Rebondissement chez Scor
La réassurance n’a pas échappé à la mode impulsée par l’ACPR. Après dix-neuf ans de règne chez Scor, le PDG Denis Kessler, qui sera atteint par la limite d’âge statutaire de 70 ans pour exercer la fonction de président en 2022, avait orchestré sa succession. C’est Benoît Ribadeau-Dumas, ancien directeur de cabinet du Premier ministre édouard Philippe, qui avait été choisi à l’automne dernier par le conseil d’administration pour reprendre le flambeau comme directeur général, Denis Kessler s’installant pour sa part dans le fauteuil de président non exécutif du groupe. Mais le choix de Benoît Ribadeau-Dumas s’est heurté au « fit and proper » de Solvabilité II : sans expérience passée dans l’assurance, l’ACPR n’a pas approuvé sa nomination comme dirigeant effectif. La parade avait été trouvée avec une arrivée comme directeur général délégué pour lui laisser le temps d’acquérir les compétences nécessaires pour satisfaire aux exigences réglementaires. L’histoire aurait pu en rester là sans le rebondissement surprise proposé par Scor en mai dernier. À la surprise générale et évoquant des « raisons personnelles », Denis Kessler a décidé d’abandonner la direction générale en juin 2021. Il doit en principe toujours prendre la présidence du CA. Un changement de calendrier qui enterre la nomination programmée de Benoît Ribadeau-Dumas. Favorisant une solution immédiatement opérationnelle et décidant de dissocier les fonctions de président du conseil et de DG, Scor a souhaité porter Laurent Rousseau, directeur général adjoint de Scor GlobalP&C à la direction générale. Âgé de 43 ans, celui qui était entré dans le groupe en 2010 comme conseiller du PDG, incarnera le renouveau dans la stabilité.
Le cas des mutualistes
Scrutée de près par l’ACPR, la gouvernance de Covéa a également connu des aménagements l’an passé. Le groupe n’a cependant pas souhaité s’inscrire pleinement dans le cadre des préconisations du superviseur. À l’issue d’une réorganisation entérinant notamment la nomination de Paul Esmein comme directeur général délégué et dirigeant effectif, Thierry Derez a conservé ses fonctions de président-directeur général du groupe mutualiste. « Je reste président-directeur général de la Sgam et président de Covéa comme auparavant. En l’état, le conseil d’administration considère qu’il faut garder l’unité entre la présidence et la direction générale », avait commenté l’intéressé lors d’une rencontre avec l’Association nationale des journalistes de l’assurance (Anja). Pour donner des gages à une ACPR soucieuse d’une trop forte concentration des pouvoirs au sein de Covéa, le groupe mutualiste a fait entrer du sang neuf dans son conseil d’administration avec les nominations, en avril dernier, d’André Martinez, ancien président du conseil d’administration d’Icade, et surtout de Jean-Pierre Jouyet. L’ancien directeur général de la Caisse des dépôts, secrétaire général de l’Élysée sous la présidence de François Hollande, devrait en principe endosser le rôle d’administrateur référent à l’occasion de l’assemblée générale du groupe. Cette pratique, importée du modèle capitaliste anglo-saxon, est largement répandue à travers les sociétés du CAC 40 et du SBF 120. Recommandée par le code Afep-Medef, elle vise à associer un contre-pouvoir indépendant au sein des conseils d’administration.

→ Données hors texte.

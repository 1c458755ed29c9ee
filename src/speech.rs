//! Client for the Sarvam translation, speech-to-text and text-to-speech APIs.

use std::time::Duration;

use base64::Engine;
use reqwest::Client;
use serde::de::DeserializeOwned;
use serde::{Deserialize, Serialize};
use tracing::{debug, warn};

use crate::config::SpeechConfig;
use crate::language::{is_supported, sarvam_code};

const REQUEST_TIMEOUT: Duration = Duration::from_secs(30);

/// Longest input the translate endpoint accepts in one request.
pub const MAX_TRANSLATE_CHARS: usize = 900;

#[derive(Debug, thiserror::Error)]
pub enum SpeechError {
    #[error("SARVAM_API_KEY not set")]
    ApiKeyNotSet,

    #[error("{endpoint} API error: {status} - {body}")]
    Api {
        endpoint: &'static str,
        status: u16,
        body: String,
    },

    #[error("{0} API returned an empty result")]
    Empty(&'static str),

    #[error("Invalid audio payload: {0}")]
    Audio(#[from] base64::DecodeError),

    #[error("Network error: {0}")]
    Network(#[from] reqwest::Error),
}

#[derive(Clone)]
struct ApiKey(String);

impl std::fmt::Debug for ApiKey {
    fn fmt(&self, f: &mut std::fmt::Formatter<'_>) -> std::fmt::Result {
        f.write_str("[REDACTED]")
    }
}

#[derive(Serialize)]
struct TranslateRequest<'a> {
    input: &'a str,
    source_language_code: &'a str,
    target_language_code: &'a str,
}

#[derive(Deserialize)]
struct TranslateResponse {
    translated_text: Option<String>,
    output: Option<String>,
}

#[derive(Serialize)]
struct SttRequest<'a> {
    audio: String,
    language_code: &'a str,
}

#[derive(Deserialize)]
struct SttResponse {
    #[serde(default)]
    transcription: String,
}

#[derive(Serialize)]
struct TtsRequest<'a> {
    text: &'a str,
    language_code: &'a str,
    voice_id: &'a str,
}

#[derive(Deserialize)]
struct TtsResponse {
    #[serde(default)]
    audio: String,
}

#[derive(Debug, Clone)]
pub struct SarvamClient {
    http: Client,
    api_key: Option<ApiKey>,
    base_url: String,
}

impl SarvamClient {
    pub fn new(http: Client, config: &SpeechConfig) -> Self {
        Self {
            http,
            api_key: config
                .api_key
                .as_deref()
                .map(str::trim)
                .filter(|k| !k.is_empty())
                .map(|k| ApiKey(k.to_string())),
            base_url: config.base_url.trim_end_matches('/').to_string(),
        }
    }

    async fn post<Req: Serialize, Resp: DeserializeOwned>(
        &self,
        endpoint: &'static str,
        body: &Req,
    ) -> Result<Resp, SpeechError> {
        let key = self.api_key.as_ref().ok_or(SpeechError::ApiKeyNotSet)?;
        let url = format!("{}/{endpoint}", self.base_url);

        let response = self
            .http
            .post(&url)
            .header("api-subscription-key", &key.0)
            .json(body)
            .timeout(REQUEST_TIMEOUT)
            .send()
            .await?;

        let status = response.status();
        if !status.is_success() {
            let body = response.text().await.unwrap_or_default();
            warn!(endpoint, status = %status, "Sarvam API error");
            return Err(SpeechError::Api {
                endpoint,
                status: status.as_u16(),
                body,
            });
        }
        Ok(response.json().await?)
    }

    async fn translate(&self, text: &str, source: &str, target: &str) -> Result<String, SpeechError> {
        let mut translated = Vec::new();
        for piece in split_chars(text, MAX_TRANSLATE_CHARS) {
            let request = TranslateRequest {
                input: &piece,
                source_language_code: source,
                target_language_code: target,
            };
            debug!(source, target, chars = piece.chars().count(), "Sending translation request");
            let resp: TranslateResponse = self.post("translate", &request).await?;
            let text = resp
                .translated_text
                .or(resp.output)
                .filter(|t| !t.is_empty())
                .ok_or(SpeechError::Empty("translate"))?;
            translated.push(text);
        }
        Ok(translated.join(" "))
    }

    /// Translate user input into English. English and unsupported languages pass through.
    pub async fn translate_to_english(&self, text: &str, source_lang: &str) -> Result<String, SpeechError> {
        if source_lang == "en" {
            return Ok(text.to_string());
        }
        if !is_supported(source_lang) {
            warn!("Language '{source_lang}' is not supported by Sarvam API. Returning original text");
            return Ok(text.to_string());
        }
        self.translate(text, &sarvam_code(source_lang), "en-IN").await
    }

    /// Translate an English reply back into the user's language.
    ///
    /// Never fails: on error the English text is returned with a notice.
    pub async fn translate_to_user_language(&self, text: &str, target_lang: &str) -> String {
        if target_lang == "en" {
            return text.to_string();
        }
        if !is_supported(target_lang) {
            warn!("Cannot translate reply into unsupported language '{target_lang}'");
            return translation_fallback(text);
        }
        match self.translate(text, "en-IN", &sarvam_code(target_lang)).await {
            Ok(translated) => translated,
            Err(e) => {
                warn!("Error translating response to {target_lang}: {e}");
                translation_fallback(text)
            }
        }
    }

    pub async fn speech_to_text(&self, audio: &[u8], language_code: &str) -> Result<String, SpeechError> {
        let request = SttRequest {
            audio: base64::engine::general_purpose::STANDARD.encode(audio),
            language_code,
        };
        let resp: SttResponse = self.post("speech-to-text", &request).await?;
        if resp.transcription.trim().is_empty() {
            return Err(SpeechError::Empty("speech-to-text"));
        }
        debug!("STT successful: {} chars", resp.transcription.len());
        Ok(resp.transcription)
    }

    /// Synthesize `text`, returning the raw audio bytes.
    pub async fn text_to_speech(
        &self,
        text: &str,
        language_code: &str,
        voice_id: &str,
    ) -> Result<Vec<u8>, SpeechError> {
        let request = TtsRequest {
            text,
            language_code,
            voice_id,
        };
        let resp: TtsResponse = self.post("text-to-speech", &request).await?;
        if resp.audio.is_empty() {
            return Err(SpeechError::Empty("text-to-speech"));
        }
        let audio = base64::engine::general_purpose::STANDARD.decode(resp.audio.as_bytes())?;
        debug!("TTS successful: {} bytes", audio.len());
        Ok(audio)
    }
}

fn translation_fallback(text: &str) -> String {
    format!("Translation failed, response in English: {text}")
}

/// Split on char boundaries into pieces of at most `max_chars` characters.
fn split_chars(text: &str, max_chars: usize) -> Vec<String> {
    let chars: Vec<char> = text.chars().collect();
    if chars.is_empty() {
        return vec![String::new()];
    }
    chars
        .chunks(max_chars.max(1))
        .map(|c| c.iter().collect())
        .collect()
}

#[cfg(test)]
mod tests {
    use super::*;

    #[test]
    fn test_split_respects_char_boundaries() {
        let text = "கார்".repeat(500);
        let pieces = split_chars(&text, MAX_TRANSLATE_CHARS);
        assert_eq!(pieces.concat(), text);
        assert!(pieces.iter().all(|p| p.chars().count() <= MAX_TRANSLATE_CHARS));
        assert_eq!(pieces.len(), text.chars().count().div_ceil(MAX_TRANSLATE_CHARS));
    }

    #[test]
    fn test_short_text_is_single_piece() {
        assert_eq!(split_chars("hello", 900), vec!["hello".to_string()]);
    }
}
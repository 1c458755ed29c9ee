use anyhow::{Context, Result};
use serde::{Deserialize, Serialize};

use crate::config::LlmConfig;

/// Send a single-turn prompt to the configured provider and return the reply text.
pub async fn complete(client: &reqwest::Client, config: &LlmConfig, prompt: &str) -> Result<String> {
    let reply = match config.provider.as_str() {
        "gemini" => call_gemini(client, config, prompt).await?,
        "ollama" => call_ollama(client, config, prompt).await?,
        "openai" => call_openai(client, config, prompt).await?,
        other => anyhow::bail!("Unknown LLM provider: {other}"),
    };

    let reply = reply.trim().to_string();
    if reply.is_empty() {
        anyhow::bail!("LLM returned an empty response");
    }
    tracing::debug!(provider = %config.provider, chars = reply.len(), "LLM completion received");
    Ok(reply)
}

// ─── Gemini ──────────────────────────────────────────────

#[derive(Serialize)]
#[serde(rename_all = "camelCase")]
struct GeminiRequest {
    contents: Vec<GeminiContent>,
    generation_config: GeminiGenerationConfig,
}

#[derive(Serialize, Deserialize)]
struct GeminiContent {
    #[serde(default, skip_serializing_if = "Option::is_none")]
    role: Option<String>,
    #[serde(default)]
    parts: Vec<GeminiPart>,
}

#[derive(Serialize, Deserialize)]
struct GeminiPart {
    #[serde(default)]
    text: String,
}

#[derive(Serialize)]
struct GeminiGenerationConfig {
    temperature: f32,
}

#[derive(Deserialize)]
struct GeminiResponse {
    #[serde(default)]
    candidates: Vec<GeminiCandidate>,
}

#[derive(Deserialize)]
struct GeminiCandidate {
    content: Option<GeminiContent>,
}

async fn call_gemini(client: &reqwest::Client, config: &LlmConfig, prompt: &str) -> Result<String> {
    let model = config.chat_model.trim_start_matches("models/");
    let url = format!("{}/models/{model}:generateContent", config.base_url);
    let api_key = config
        .api_key
        .as_deref()
        .context("GOOGLE_API_KEY not set")?;

    let req = GeminiRequest {
        contents: vec![GeminiContent {
            role: Some("user".to_string()),
            parts: vec![GeminiPart {
                text: prompt.to_string(),
            }],
        }],
        generation_config: GeminiGenerationConfig {
            temperature: config.temperature,
        },
    };

    let resp = client
        .post(&url)
        .header("x-goog-api-key", api_key)
        .json(&req)
        .send()
        .await
        .context("Failed to call Gemini generateContent API")?;

    if !resp.status().is_success() {
        let status = resp.status();
        let body = resp.text().await.unwrap_or_default();
        anyhow::bail!("Gemini API returned {status}: {body}");
    }

    let body: GeminiResponse = resp
        .json()
        .await
        .context("Failed to parse Gemini response")?;

    Ok(body
        .candidates
        .into_iter()
        .next()
        .and_then(|c| c.content)
        .map(|c| {
            c.parts
                .into_iter()
                .map(|p| p.text)
                .collect::<Vec<_>>()
                .join("")
        })
        .unwrap_or_default())
}

// ─── Ollama ──────────────────────────────────────────────

#[derive(Serialize)]
struct OllamaChatRequest {
    model: String,
    messages: Vec<Message>,
    stream: bool,
    options: OllamaOptions,
}

#[derive(Serialize)]
struct OllamaOptions {
    temperature: f32,
}

#[derive(Serialize, Deserialize)]
struct Message {
    role: String,
    content: String,
}

#[derive(Deserialize)]
struct OllamaChatResponse {
    message: Message,
}

async fn call_ollama(client: &reqwest::Client, config: &LlmConfig, prompt: &str) -> Result<String> {
    let url = format!("{}/api/chat", config.base_url);

    let req = OllamaChatRequest {
        model: config.chat_model.clone(),
        messages: vec![Message {
            role: "user".to_string(),
            content: prompt.to_string(),
        }],
        stream: false,
        options: OllamaOptions {
            temperature: config.temperature,
        },
    };

    let resp = client
        .post(&url)
        .json(&req)
        .send()
        .await
        .context("Failed to call Ollama chat API")?;

    if !resp.status().is_success() {
        let status = resp.status();
        let body = resp.text().await.unwrap_or_default();
        anyhow::bail!("Ollama chat API returned {status}: {body}");
    }

    let body: OllamaChatResponse = resp.json().await?;
    Ok(body.message.content)
}

// ─── OpenAI-compatible ───────────────────────────────────

#[derive(Serialize)]
struct OpenAiChatRequest {
    model: String,
    messages: Vec<Message>,
    temperature: f32,
}

#[derive(Deserialize)]
struct OpenAiChatResponse {
    choices: Vec<OpenAiChoice>,
}

#[derive(Deserialize)]
struct OpenAiChoice {
    message: Message,
}

async fn call_openai(client: &reqwest::Client, config: &LlmConfig, prompt: &str) -> Result<String> {
    let url = format!("{}/v1/chat/completions", config.base_url);
    let api_key = config.api_key.as_deref().unwrap_or_default();

    let req = OpenAiChatRequest {
        model: config.chat_model.clone(),
        messages: vec![Message {
            role: "user".to_string(),
            content: prompt.to_string(),
        }],
        temperature: config.temperature,
    };

    let resp = client
        .post(&url)
        .header("Authorization", format!("Bearer {api_key}"))
        .json(&req)
        .send()
        .await
        .context("Failed to call OpenAI chat API")?;

    if !resp.status().is_success() {
        let status = resp.status();
        let body = resp.text().await.unwrap_or_default();
        anyhow::bail!("OpenAI chat API returned {status}: {body}");
    }

    let body: OpenAiChatResponse = resp.json().await?;
    Ok(body
        .choices
        .into_iter()
        .next()
        .map(|c| c.message.content)
        .unwrap_or_default())
}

Autre assureur également sur les radars de l’ACPR pour des questions de gouvernance, le Groupe Monceau a pour sa part programmé la succession à venir de l’actuel PDG Gilles Dupin. Après avoir longtemps cherché le candidat idéal en interne et en externe, la mutuelle a récemment fait le choix de Jérôme Sennelier. Arrivé en février dernier en provenance du comité exécutif de Klésia, où il était en charge des systèmes d’information et des grands programmes de transformation, il est entré au Groupe Monceau en tant que directeur des opérations pour, dans quelques années, reprendre la direction générale. Il sera alors temps pour la compagnie de revenir à un mode de gouvernance séparée. « Le principal chantier qui s’ouvre porte sur l’évolution de ses modes de gouvernement, avec le départ, imposé par les limites d’âge prévues par les statuts pour l’exercice de la direction générale, de son actuel titulaire. Elle passe par une dissociation des fonctions de président et de directeur général qui avaient été réunies en 2015 lorsque la société de réassurance mutuelle Monceau assurances dut être liquidée sous la pression de l’autorité de contrôle, supposant d’adapter en conséquence les règles de gouvernement de l’entreprise », nous confirme ainsi le Groupe Monceau.
La séparation des pouvoirs a également trouvé son chemin à la Maif, où le conseil d’administration de la mutuelle a décidé le 16 juin dernier de dissocier les fonctions de présidence (orientation et contrôle) de celles de dirigeant effectif (fonctions exécutives). Une mesure de clarification des rôles qui consacre la mise en place d’une direction effective avec, aux côtés du directeur général Pascal Demurger, la nomination de Nicolas Boudinet comme directeur général délégué et « deuxième paire d’yeux » au sens de Solvabilité II. Une qualité qui ne sera donc plus l’apanage du président du conseil d’administration.
Au revoir PDG…
La « vague » de dissociation des pouvoirs a également touché des sociétés de tailles plus moyennes. C’est le cas d’Albingia qui, en septembre dernier, a confié sa direction générale à Valentine de Lasteyrie. PDG de la compagnie depuis 2003, Bruno Chamoin, a comme dans la plupart des cas évoqués précédemment, pris la présidence du conseil d’administration.
Au final, au sein des compagnies d’assurance de bonne taille, ils ne sont plus qu’une poignée, comme Jean-Laurent Granier ou encore Patricia Lacoste, PDG de Groupe Prévoir, à porter les vestiges d’un mode de gouvernance en voie de disparition.